Да, именно юноши впереди всех спешили дарить ей свое обожание. Ее жизнерадостный и блистательный тип легко очаровывал юношей. Старики и мужи средних лет любовались ею, но не находили в ней того сходства с робким и беззащитным цветком, того невинного облика, что влечет мужей, изведавших тайны бытия. И однако Зулейка была невинна. Она была чиста, как юная пастушка Марсела,[16] что беспечно бродила по горам, обожаемая всеми пастухами. Как и у Марселы, сердце ее не было занято, никому она не отдавала предпочтения. Говорили, что юноши умирали от любви к ней, как Хризостом умер от любви к пастушке; и, подобно пастушке, Зулейка не проронила и слезы. Когда Хризостому рыли могилу у подошвы горы, на ее вершине появилась Марсела, и Амбросьо, товарищ умершего, возопил укоризненно: «Свирепый василиск окрестных гор!»[17] Не скажу, что Амбросьо был несправедлив. Марселе никакого дела не было до мужских восторгов, но вместо того чтобы уйти в построенный для таких, как она, монастырь, она предпочла скитаться в горах, приводя пастухов в отчаяние. Зулейка с ее темпераментом в монастыре сошла бы с ума. «Но, — скажете вы, — разве не следовало ей принять постриг и тем, пусть даже ценою рассудка, уберечь мир от стольких горестей? Если Марсела, по-вашему, василиск, то как насчет мисс Добсон?» Но Марсела знала и даже хвалилась тем, что никогда не захочет и не сможет полюбить мужчину. Зулейка, напротив, от природы была чувственной женщиной. У нее, возможно, не было сознательного, отдельного и определенного желания сделаться матерью, каковым современные драматурги наделяют всех необрачившихся представительниц ее пола. Но она знала, что способна полюбить. Несомненно, женщину которая это про себя знает, несправедливо упрекать за то, что не затворилась от мира: только женщина, неспособная любить, не имеет права будить любовь в мужчинах.
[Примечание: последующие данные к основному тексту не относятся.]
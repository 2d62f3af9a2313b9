//! One-thread HTTP/1.1 server for adapter tests.
//!
//! Serves canned responses in order (the last one repeats) and counts the
//! connections it accepted. Every response closes its connection, so one
//! connection is one request.

use std::io::{BufRead, BufReader, Write};
use std::net::TcpListener;
use std::sync::atomic::{AtomicUsize, Ordering};
use std::sync::Arc;
use std::thread;

pub struct TestServer {
    pub base_url: String,
    hits: Arc<AtomicUsize>,
}

impl TestServer {
    pub fn hits(&self) -> usize {
        self.hits.load(Ordering::SeqCst)
    }
}

/// A raw HTTP response with a JSON body.
pub fn response(status: &str, body: &str) -> String {
    format!(
        "HTTP/1.1 {status}\r\nContent-Type: application/json\r\nContent-Length: {}\r\n\
         Connection: close\r\n\r\n{body}",
        body.len()
    )
}

pub fn serve(responses: Vec<String>) -> TestServer {
    let listener = TcpListener::bind("127.0.0.1:0").unwrap();
    let base_url = format!("http://{}", listener.local_addr().unwrap());
    let hits = Arc::new(AtomicUsize::new(0));
    let counter = Arc::clone(&hits);

    thread::spawn(move || {
        for (i, stream) in listener.incoming().enumerate() {
            let Ok(mut stream) = stream else { break };
            counter.fetch_add(1, Ordering::SeqCst);

            // Drain the request head before answering.
            let mut reader = BufReader::new(&stream);
            let mut line = String::new();
            while reader.read_line(&mut line).map(|n| n > 0).unwrap_or(false) {
                if line == "\r\n" {
                    break;
                }
                line.clear();
            }

            let reply = responses.get(i).or(responses.last()).cloned().unwrap_or_default();
            let _ = stream.write_all(reply.as_bytes());
            let _ = stream.flush();
        }
    });

    TestServer { base_url, hits }
}

/// A local address with nothing listening on it.
pub fn closed_url() -> String {
    let listener = TcpListener::bind("127.0.0.1:0").unwrap();
    let addr = listener.local_addr().unwrap();
    drop(listener);
    format!("http://{addr}")
}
Хотя Зулейка никогда не отдавала свое сердце, желание и потребность его отдать были в ней сильны. Куда бы она ни подалась, всюду пред нею склонялись нелепые юноши — ни одной несогбенной фигуры, достойной уважения. Встречались мужчины среднего возраста и старики, не поклонявшиеся ей; но к среднему возрасту и старости она питала жизнерадостную антипатию. Только юношу могла она полюбить. И хотя сама она, женщина, была готова совершенно унизиться перед идеалом, для нее невозможно было полюбить того, кто упал перед нею ниц. Перед нею же падали ниц все юноши. Она была императрица, а все юноши ее рабы. Их раболепие, как я сказал, было ей приятно. Но ни одна императрица, в которой есть толика гордости, не полюбит своего раба. И кого полюбить гордой Зулейке? Этот вопрос ее иногда тревожил. Бывало, вглядываясь в псише, она роптала против композиции линий и оттенков, добывшей ей приятную адорацию. Хоть один раз полюбить разве это стоит не больше, чем преклонение всего мира? Но встретит ли она того, на кого посмотрит с уважением и любовью, — она, всепокорительница? Хоть когда-нибудь, когда-нибудь встретит его?
От таких мыслей в глазах ее появлялась печаль. И сейчас, сидя у окна, она немного загрустила. Робко раздумывала она, не встретила ли его наконец? Юный всадник, который вслед ей не обернулся; которого она сегодня увидит за обедом… это ли не он? У нее на коленях лежали кончики голубого кушака; она лениво распутывала бахрому. «Голубое с белым! — вспомнила она. — Цвета на его шляпе». И кокетливо рассмеялась. После этого на губах ее еще долго оставалась улыбка.
Так она и сидела, улыбаясь, задумавшись, перебирая бахрому а за стеной по другую сторону двора заходило солнце, и по траве поползли жадные до росы тени.